* _EXERCISE INSTRUCTIONS_
Each record that follows should be transcribed word for word.

* _DATASET CONTENT_
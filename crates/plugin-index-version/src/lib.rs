//! Version handling for the plugin index.
//!
//! Plugin and host versions do not follow a single format, so nothing here
//! uses semver. Versions are compared segment by segment, numerically when
//! both segments are integers and lexically otherwise.

mod branch;
mod compare;
mod merge;

pub use branch::{BranchResolver, DEFAULT_VIEW_PREFIX, MASTER_BRANCH};
pub use compare::{compare, is_later};
pub use merge::keep_latest;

* _EXERCISE OUTPUT_
filename crates/plugin-index-version/src/lib.rs
//! Version handling for the plugin index.
//!
//! Plugin and host versions do not follow a single format, so nothing here
//! uses semver. Versions are compared segment by segment, numerically when
//! both segments are integers and lexically otherwise.

mod branch;
mod compare;
mod merge;

pub use branch::{BranchResolver, DEFAULT_VIEW_PREFIX, MASTER_BRANCH};
pub use compare::{compare, is_later};
pub use merge::keep_latest;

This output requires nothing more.